Stored data entries:
::::
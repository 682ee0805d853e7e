use molcache::{BlockRegistry, BlockSelection, DatasetConfig, DescriptorDataset, Molecule};

/// Three molecules, one block of width 4, one molecule without a label.
#[test]
fn three_molecule_scenario() {
    let _ = env_logger::builder().is_test(true).try_init();
    let dir = tempfile::tempdir().unwrap();

    let mut registry = BlockRegistry::new();
    registry
        .register_fn("Counts", 4, |m: &Molecule| {
            let smiles = match m.property("smiles") {
                Some(molcache::PropertyValue::String(s)) => s.clone(),
                _ => anyhow::bail!("molecule {} has no smiles", m.id),
            };
            let count = |c: char| smiles.chars().filter(|x| *x == c).count() as f32;
            Ok(vec![count('C'), count('O'), count('N'), smiles.len() as f32])
        })
        .unwrap();

    let molecules = vec![
        Molecule::new("ethanol").with_property("smiles", "CCO").with_property("dG", -5.0),
        Molecule::new("methylamine").with_property("smiles", "CN").with_property("dG", -4.5),
        Molecule::new("propanol").with_property("smiles", "CCCO"),
    ];

    let config = DatasetConfig {
        verbose: true,
        ..DatasetConfig::new(BlockSelection::all(1), dir.path())
    };
    let mut ds = DescriptorDataset::new(molecules, registry, config).unwrap();
    assert_eq!(ds.len(), 3);

    let raw: Vec<_> = (0..3).map(|i| ds.get_item(i).unwrap()).collect();
    for sample in &raw {
        assert_eq!(sample.features.len(), 4);
        assert_eq!(sample.label.len(), 1);
    }
    assert_eq!(raw[0].features, vec![2.0, 1.0, 0.0, 3.0]);
    assert_eq!(raw[0].label, vec![-5.0]);
    assert!(raw[2].label[0].is_nan());

    let stats = ds.find_normalization_factors().unwrap().clone();
    assert_eq!(stats.mu.len(), 4);
    assert_eq!(stats.width.len(), 4);
    assert!(ds.is_materialized());
    assert!(ds
        .cache_folder()
        .join("normalization_factors_no_filter.dat")
        .is_file());

    for (i, r) in raw.iter().enumerate() {
        let normalized = ds.get_item(i).unwrap();
        let expected: Vec<f32> = r
            .features
            .iter()
            .zip(stats.mu.iter().zip(&stats.width))
            .map(|(x, (mu, w))| (x - mu) / w)
            .collect();
        assert_eq!(normalized.features, expected);
        assert!(normalized.bit_eq(&molcache::Sample {
            features: expected,
            label: r.label.clone(),
        }));
    }

    let ranges = ds.find_ranges().unwrap();
    assert_eq!(ranges.len(), 4);
    assert!(ranges.iter().all(|(lo, hi)| lo <= hi));

    assert!(ds.get_item(3).is_err());
}

#[test]
fn config_round_trips_through_json() {
    let dir = tempfile::tempdir().unwrap();
    let path = dir.path().join("dataset.json");
    let cfg = DatasetConfig {
        normalize: true,
        use_block_cache: true,
        ..DatasetConfig::new(vec![true, false, true], dir.path()).with_budget_mb(64)
    };
    std::fs::write(&path, serde_json::to_string_pretty(&cfg).unwrap()).unwrap();
    assert_eq!(DatasetConfig::from_json_file(&path).unwrap(), cfg);
}
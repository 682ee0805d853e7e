use std::path::{Path, PathBuf};

use serde::{Deserialize, Serialize};

use crate::data::blocks::BlockSelection;
use crate::data::filter::FilterSource;
use crate::data::model::DEFAULT_LABEL_PROPERTY;
use crate::error::{DescriptorError, Result};

/// Folder under the data root that holds one combined cache per selection.
pub const COMBINED_CACHE_DIR: &str = "combined_modular_repr_cache";

const DEFAULT_BUDGET_BYTES: u64 = 512 * 1024 * 1024;

/// Construction-time options of a [`crate::DescriptorDataset`].
#[derive(Debug, Clone, PartialEq, Serialize, Deserialize)]
#[serde(default)]
pub struct DatasetConfig {
    /// Active blocks, one flag per registered block kind.
    pub selection: BlockSelection,
    /// Root of the per-block caches and of the default combined cache.
    pub data_root: PathBuf,
    /// Replaces `<data_root>/combined_modular_repr_cache/<selectionDigest>`.
    pub cache_folder: Option<PathBuf>,
    /// Normalize features on read, resolving statistics on first use.
    pub normalize: bool,
    pub feature_filter: Option<FilterSource>,
    /// Log dataset-wide passes at `info` instead of `debug`.
    pub verbose: bool,
    pub use_combined_cache: bool,
    pub use_block_cache: bool,
    pub use_columnar_cache: bool,
    /// In-memory materialization budget in bytes.
    pub materialize_budget_bytes: u64,
    pub label_property: String,
}

impl Default for DatasetConfig {
    fn default() -> Self {
        Self {
            selection: BlockSelection::default(),
            data_root: PathBuf::from("."),
            cache_folder: None,
            normalize: false,
            feature_filter: None,
            verbose: false,
            use_combined_cache: true,
            use_block_cache: false,
            use_columnar_cache: false,
            materialize_budget_bytes: DEFAULT_BUDGET_BYTES,
            label_property: DEFAULT_LABEL_PROPERTY.to_string(),
        }
    }
}

impl DatasetConfig {
    pub fn new(selection: impl Into<BlockSelection>, data_root: impl Into<PathBuf>) -> Self {
        Self {
            selection: selection.into(),
            data_root: data_root.into(),
            ..Default::default()
        }
    }

    pub fn from_json_file(path: &Path) -> Result<Self> {
        let text = std::fs::read_to_string(path).map_err(|e| DescriptorError::io(path, e))?;
        Ok(serde_json::from_str(&text)?)
    }

    /// Budget expressed in MiB, the unit most callers think in.
    pub fn with_budget_mb(mut self, mb: u64) -> Self {
        self.materialize_budget_bytes = mb * 1024 * 1024;
        self
    }

    /// Folder of the combined cache and the normalization files.
    pub fn resolved_cache_folder(&self, selection_digest: &str) -> PathBuf {
        match &self.cache_folder {
            Some(folder) => folder.clone(),
            None => self.data_root.join(COMBINED_CACHE_DIR).join(selection_digest),
        }
    }
}

#[cfg(test)]
mod tests {
    use super::*;

    #[test]
    fn defaults_match_documented_behaviour() {
        let cfg = DatasetConfig::default();
        assert!(cfg.use_combined_cache);
        assert!(!cfg.use_block_cache && !cfg.use_columnar_cache);
        assert_eq!(cfg.materialize_budget_bytes, 512 * 1024 * 1024);
        assert_eq!(cfg.label_property, "dG");
    }

    #[test]
    fn partial_json_fills_defaults() {
        let cfg: DatasetConfig = serde_json::from_str(
            r#"{"selection": [true, false], "data_root": "/data", "feature_filter": {"indices": [0, 3]}}"#,
        )
        .unwrap();
        assert_eq!(cfg.selection.flags(), &[true, false]);
        assert_eq!(cfg.feature_filter, Some(FilterSource::Indices(vec![0, 3])));
        assert!(cfg.use_combined_cache);
    }

    #[test]
    fn cache_folder_default_and_override() {
        let cfg = DatasetConfig::new(vec![true], "/data");
        assert_eq!(
            cfg.resolved_cache_folder("abc"),
            PathBuf::from("/data/combined_modular_repr_cache/abc")
        );
        let cfg = DatasetConfig {
            cache_folder: Some("/tmp/c".into()),
            ..cfg
        };
        assert_eq!(cfg.resolved_cache_folder("abc"), PathBuf::from("/tmp/c"));
    }

    #[test]
    fn loads_from_json_file() {
        let dir = tempfile::tempdir().unwrap();
        let p = dir.path().join("dataset.json");
        std::fs::write(&p, r#"{"normalize": true, "materialize_budget_bytes": 1024}"#).unwrap();
        let cfg = DatasetConfig::from_json_file(&p).unwrap();
        assert!(cfg.normalize);
        assert_eq!(cfg.materialize_budget_bytes, 1024);
    }
}
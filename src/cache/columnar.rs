use std::collections::BTreeMap;
use std::path::{Path, PathBuf};
use std::sync::Arc;

use arrow::array::{Array, Float32Array, Float32Builder, ListArray, ListBuilder, StringArray};
use arrow::datatypes::{DataType, Field, Schema};
use arrow::record_batch::RecordBatch;
use parquet::arrow::arrow_reader::ParquetRecordBatchReaderBuilder;
use parquet::arrow::ArrowWriter;

use super::block_store::BlockStore;
use super::io::{ensure_dir, write_atomic_file};
use crate::error::{DescriptorError, Result};

/// Folder (under the data root) holding one parquet table per block kind.
pub const COLUMNAR_CACHE_DIR: &str = "modular_repr_cache_columnar";

#[derive(Debug, Default)]
struct Table {
    rows: BTreeMap<String, Vec<f32>>,
    dirty: bool,
}

/// Columnar block cache: `<dataRoot>/modular_repr_cache_columnar/<Block>.parquet`
/// with an `id` column and a `values` list column.
///
/// Tables of the active blocks are read when the store is opened; new rows are
/// buffered and the touched tables rewritten on [`flush`](BlockStore::flush),
/// on [`close`](ColumnarCache::close), or at the latest when the store is dropped.
#[derive(Debug)]
pub struct ColumnarCache {
    root: PathBuf,
    tables: BTreeMap<String, Table>,
    closed: bool,
}

impl ColumnarCache {
    pub fn open<'a>(data_root: &Path, blocks: impl IntoIterator<Item = &'a str>) -> Result<Self> {
        let root = data_root.join(COLUMNAR_CACHE_DIR);
        ensure_dir(&root)?;
        let mut tables = BTreeMap::new();
        for block in blocks {
            let path = table_path(&root, block);
            let rows = if path.is_file() {
                read_table(&path)?
            } else {
                BTreeMap::new()
            };
            log::debug!("columnar cache {block}: {} rows", rows.len());
            tables.insert(block.to_string(), Table { rows, dirty: false });
        }
        Ok(ColumnarCache {
            root,
            tables,
            closed: false,
        })
    }

    pub fn table_path(&self, block: &str) -> PathBuf {
        table_path(&self.root, block)
    }

    /// Flush and release. Dropping without calling this still flushes, but
    /// can only log a failure.
    pub fn close(mut self) -> Result<()> {
        self.closed = true;
        self.flush()
    }
}

fn table_path(root: &Path, block: &str) -> PathBuf {
    root.join(format!("{block}.parquet"))
}

fn read_table(path: &Path) -> Result<BTreeMap<String, Vec<f32>>> {
    let file = std::fs::File::open(path).map_err(|e| DescriptorError::io(path, e))?;
    let reader = ParquetRecordBatchReaderBuilder::try_new(file)?.build()?;

    let mut rows = BTreeMap::new();
    for batch in reader {
        let batch = batch?;
        let ids = batch
            .column_by_name("id")
            .and_then(|c| c.as_any().downcast_ref::<StringArray>())
            .ok_or_else(|| inconsistent(path, "missing Utf8 'id' column"))?;
        let values = batch
            .column_by_name("values")
            .and_then(|c| c.as_any().downcast_ref::<ListArray>())
            .ok_or_else(|| inconsistent(path, "missing List 'values' column"))?;

        for row in 0..batch.num_rows() {
            let inner = values.value(row);
            let floats = inner
                .as_any()
                .downcast_ref::<Float32Array>()
                .ok_or_else(|| inconsistent(path, "'values' items are not Float32"))?;
            rows.insert(ids.value(row).to_string(), floats.values().to_vec());
        }
    }
    Ok(rows)
}

fn inconsistent(path: &Path, what: &str) -> DescriptorError {
    DescriptorError::DataInconsistency(format!("{}: {what}", path.display()))
}

fn encode_table(rows: &BTreeMap<String, Vec<f32>>) -> Result<Vec<u8>> {
    let ids = StringArray::from(rows.keys().map(String::as_str).collect::<Vec<_>>());
    let mut values_builder = ListBuilder::new(Float32Builder::new());
    for row in rows.values() {
        values_builder.values().append_slice(row);
        values_builder.append(true);
    }
    let values = values_builder.finish();

    let schema = Arc::new(Schema::new(vec![
        Field::new("id", DataType::Utf8, false),
        Field::new("values", values.data_type().clone(), false),
    ]));
    let batch = RecordBatch::try_new(schema.clone(), vec![Arc::new(ids), Arc::new(values)])?;

    let mut writer = ArrowWriter::try_new(Vec::new(), schema, None)?;
    writer.write(&batch)?;
    Ok(writer.into_inner()?)
}

impl BlockStore for ColumnarCache {
    fn tier(&self) -> &'static str {
        "columnar"
    }

    fn load(&mut self, block: &str, id: &str) -> Result<Option<Vec<f32>>> {
        Ok(self
            .tables
            .get(block)
            .and_then(|t| t.rows.get(id))
            .cloned())
    }

    fn store(&mut self, block: &str, id: &str, values: &[f32]) -> Result<()> {
        let table = self.tables.entry(block.to_string()).or_default();
        table.rows.insert(id.to_string(), values.to_vec());
        table.dirty = true;
        Ok(())
    }

    fn flush(&mut self) -> Result<()> {
        for (block, table) in self.tables.iter_mut().filter(|(_, t)| t.dirty) {
            let bytes = encode_table(&table.rows)?;
            write_atomic_file(&table_path(&self.root, block), &bytes)?;
            table.dirty = false;
            log::debug!("columnar cache {block}: wrote {} rows", table.rows.len());
        }
        Ok(())
    }
}

impl Drop for ColumnarCache {
    fn drop(&mut self) {
        if self.closed {
            return;
        }
        if let Err(e) = self.flush() {
            log::warn!("failed to flush columnar block cache in {}: {e}", self.root.display());
        }
    }
}
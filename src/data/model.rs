use std::collections::BTreeMap;
use std::fmt;

use serde::{Deserialize, Serialize};

/// Property name the label is read from unless configured otherwise.
pub const DEFAULT_LABEL_PROPERTY: &str = "dG";

// ---------------------------------------------------------------------------
// PropertyValue – a single molecule property
// ---------------------------------------------------------------------------

/// A dynamically-typed molecule property, mirroring what structure files
/// usually attach to a record (`> <dG>` blocks and the like).
#[derive(Debug, Clone, PartialEq, Serialize, Deserialize)]
#[serde(untagged)]
pub enum PropertyValue {
    Bool(bool),
    Integer(i64),
    Float(f64),
    String(String),
    Null,
}

impl fmt::Display for PropertyValue {
    fn fmt(&self, f: &mut fmt::Formatter<'_>) -> fmt::Result {
        match self {
            PropertyValue::String(s) => write!(f, "{s}"),
            PropertyValue::Integer(i) => write!(f, "{i}"),
            PropertyValue::Float(v) => write!(f, "{v}"),
            PropertyValue::Bool(b) => write!(f, "{b}"),
            PropertyValue::Null => write!(f, "<null>"),
        }
    }
}

impl PropertyValue {
    /// Interpret the value as a number. Text properties are parsed, since
    /// structure files store every property as text.
    pub fn as_f64(&self) -> Option<f64> {
        match self {
            PropertyValue::Float(v) => Some(*v),
            PropertyValue::Integer(i) => Some(*i as f64),
            PropertyValue::String(s) => s.trim().parse().ok(),
            _ => None,
        }
    }
}

impl From<f64> for PropertyValue {
    fn from(v: f64) -> Self {
        PropertyValue::Float(v)
    }
}

impl From<i64> for PropertyValue {
    fn from(v: i64) -> Self {
        PropertyValue::Integer(v)
    }
}

impl From<&str> for PropertyValue {
    fn from(v: &str) -> Self {
        PropertyValue::String(v.to_string())
    }
}

// ---------------------------------------------------------------------------
// Molecule – caller-owned input record
// ---------------------------------------------------------------------------

/// A molecule as seen by the cache layer: a stable identity plus properties.
///
/// Whatever structure representation the descriptor blocks need is theirs to
/// look up (typically a `smiles` or `molblock` property); the cache only ever
/// reads `id` and the label property.
#[derive(Debug, Clone, PartialEq, Serialize, Deserialize)]
pub struct Molecule {
    /// Caller-assigned identity. Used verbatim as a cache file stem.
    pub id: String,
    /// Arbitrary properties: name → value.
    #[serde(default)]
    pub properties: BTreeMap<String, PropertyValue>,
}

impl Molecule {
    pub fn new(id: impl Into<String>) -> Self {
        Molecule {
            id: id.into(),
            properties: BTreeMap::new(),
        }
    }

    /// Builder-style property setter.
    pub fn with_property(mut self, name: impl Into<String>, value: impl Into<PropertyValue>) -> Self {
        self.properties.insert(name.into(), value.into());
        self
    }

    pub fn property(&self, name: &str) -> Option<&PropertyValue> {
        self.properties.get(name)
    }

    /// The regression label stored under `property`, or NaN when the molecule
    /// has no usable value for it. A missing label is data, not an error.
    pub fn label(&self, property: &str) -> f32 {
        self.property(property)
            .and_then(PropertyValue::as_f64)
            .map(|v| v as f32)
            .unwrap_or(f32::NAN)
    }
}

// ---------------------------------------------------------------------------
// Sample – one (X, Y) pair served to the model
// ---------------------------------------------------------------------------

/// One served sample: the feature vector and a single-element label row.
#[derive(Debug, Clone, PartialEq, Serialize, Deserialize)]
pub struct Sample {
    pub features: Vec<f32>,
    pub label: Vec<f32>,
}

impl Sample {
    pub fn new(features: Vec<f32>, label: f32) -> Self {
        Sample {
            features,
            label: vec![label],
        }
    }

    /// Bitwise equality, so NaN labels and features compare equal to themselves.
    pub fn bit_eq(&self, other: &Sample) -> bool {
        fn bits(v: &[f32]) -> impl Iterator<Item = u32> + '_ {
            v.iter().map(|x| x.to_bits())
        }
        self.features.len() == other.features.len()
            && self.label.len() == other.label.len()
            && bits(&self.features).eq(bits(&other.features))
            && bits(&self.label).eq(bits(&other.label))
    }
}

#[cfg(test)]
mod tests {
    use super::*;

    #[test]
    fn label_reads_numeric_and_text_properties() {
        let m = Molecule::new("a").with_property("dG", -3.5);
        assert_eq!(m.label(DEFAULT_LABEL_PROPERTY), -3.5);

        let m = Molecule::new("b").with_property("dG", "-1.25");
        assert_eq!(m.label(DEFAULT_LABEL_PROPERTY), -1.25);

        let m = Molecule::new("c").with_property("dG", 2i64);
        assert_eq!(m.label(DEFAULT_LABEL_PROPERTY), 2.0);
    }

    #[test]
    fn missing_or_unusable_label_is_nan() {
        assert!(Molecule::new("a").label("dG").is_nan());
        let m = Molecule::new("b").with_property("dG", "n/a");
        assert!(m.label("dG").is_nan());
    }

    #[test]
    fn bit_eq_treats_nan_as_equal() {
        let a = Sample::new(vec![1.0, 2.0], f32::NAN);
        let b = Sample::new(vec![1.0, 2.0], f32::NAN);
        assert!(a.bit_eq(&b));
        assert_ne!(a, b);
        assert!(!a.bit_eq(&Sample::new(vec![1.0, 2.5], f32::NAN)));
    }

    #[test]
    fn molecule_deserializes_from_json_record() {
        let m: Molecule =
            serde_json::from_str(r#"{"id": "lig1", "properties": {"dG": -7.1, "smiles": "CCO"}}"#).unwrap();
        assert_eq!(m.id, "lig1");
        assert_eq!(m.property("smiles"), Some(&PropertyValue::String("CCO".into())));
        assert!((m.label("dG") - -7.1).abs() < 1e-6);
    }
}
use std::path::PathBuf;

use serde::{Deserialize, Serialize};

use crate::error::{DescriptorError, Result};

// ---------------------------------------------------------------------------
// FilterSource – how a filter is supplied in configuration
// ---------------------------------------------------------------------------

/// A feature filter as it appears in configuration.
#[derive(Debug, Clone, PartialEq, Serialize, Deserialize)]
#[serde(rename_all = "snake_case")]
pub enum FilterSource {
    /// Explicit raw-vector indices.
    Indices(Vec<usize>),
    /// Boolean membership mask over the raw vector.
    Mask(Vec<bool>),
    /// A persisted array; see [`crate::data::loader::load_filter_file`].
    Path(PathBuf),
}

impl FilterSource {
    pub fn resolve(&self) -> Result<FeatureFilter> {
        match self {
            FilterSource::Indices(idx) => FeatureFilter::from_indices(idx.clone()),
            FilterSource::Mask(mask) => FeatureFilter::from_mask(mask),
            FilterSource::Path(path) => super::loader::load_filter_file(path),
        }
    }
}

// ---------------------------------------------------------------------------
// FeatureFilter – retained raw dimensions
// ---------------------------------------------------------------------------

/// Strictly increasing indices into the raw concatenated feature vector.
///
/// Ordering is fixed so that the membership mask (and therefore the filter
/// digest) identifies a filter completely.
#[derive(Debug, Clone, PartialEq, Eq, Hash)]
pub struct FeatureFilter {
    indices: Vec<usize>,
}

impl FeatureFilter {
    pub fn from_indices(indices: Vec<usize>) -> Result<Self> {
        if indices.is_empty() {
            return Err(DescriptorError::InvalidFilter(
                "filter selects no features".to_string(),
            ));
        }
        if let Some(w) = indices.windows(2).find(|w| w[0] >= w[1]) {
            return Err(DescriptorError::InvalidFilter(format!(
                "indices must be strictly increasing, found {} followed by {}",
                w[0], w[1]
            )));
        }
        Ok(FeatureFilter { indices })
    }

    pub fn from_mask(mask: &[bool]) -> Result<Self> {
        let indices = mask
            .iter()
            .enumerate()
            .filter(|(_, keep)| **keep)
            .map(|(i, _)| i)
            .collect();
        Self::from_indices(indices)
    }

    pub fn indices(&self) -> &[usize] {
        &self.indices
    }

    /// Number of retained dimensions.
    pub fn len(&self) -> usize {
        self.indices.len()
    }

    pub fn is_empty(&self) -> bool {
        self.indices.is_empty()
    }

    /// `mask[i]` is true when raw dimension `i` is retained. The mask ends at
    /// the last retained dimension.
    pub fn membership_mask(&self) -> Vec<bool> {
        let len = self.indices.last().map_or(0, |last| last + 1);
        let mut mask = vec![false; len];
        for &i in &self.indices {
            mask[i] = true;
        }
        mask
    }

    /// Error unless every index addresses a dimension of a `width`-wide vector.
    pub fn check_width(&self, width: usize) -> Result<()> {
        match self.indices.last() {
            Some(&last) if last >= width => Err(DescriptorError::FilterOutOfRange { index: last, width }),
            _ => Ok(()),
        }
    }

    /// Gather the retained dimensions of `raw`.
    pub fn apply(&self, raw: &[f32]) -> Result<Vec<f32>> {
        self.check_width(raw.len())?;
        Ok(self.indices.iter().map(|&i| raw[i]).collect())
    }
}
::::
Problem details: Search the data above for the word "ListBuilder", then gather each line in which it appears.

Solution:
use arrow::array::{Array, Float32Array, Float32Builder, ListArray, ListBuilder, StringArray};
    let mut values_builder = ListBuilder::new(Float32Builder::new());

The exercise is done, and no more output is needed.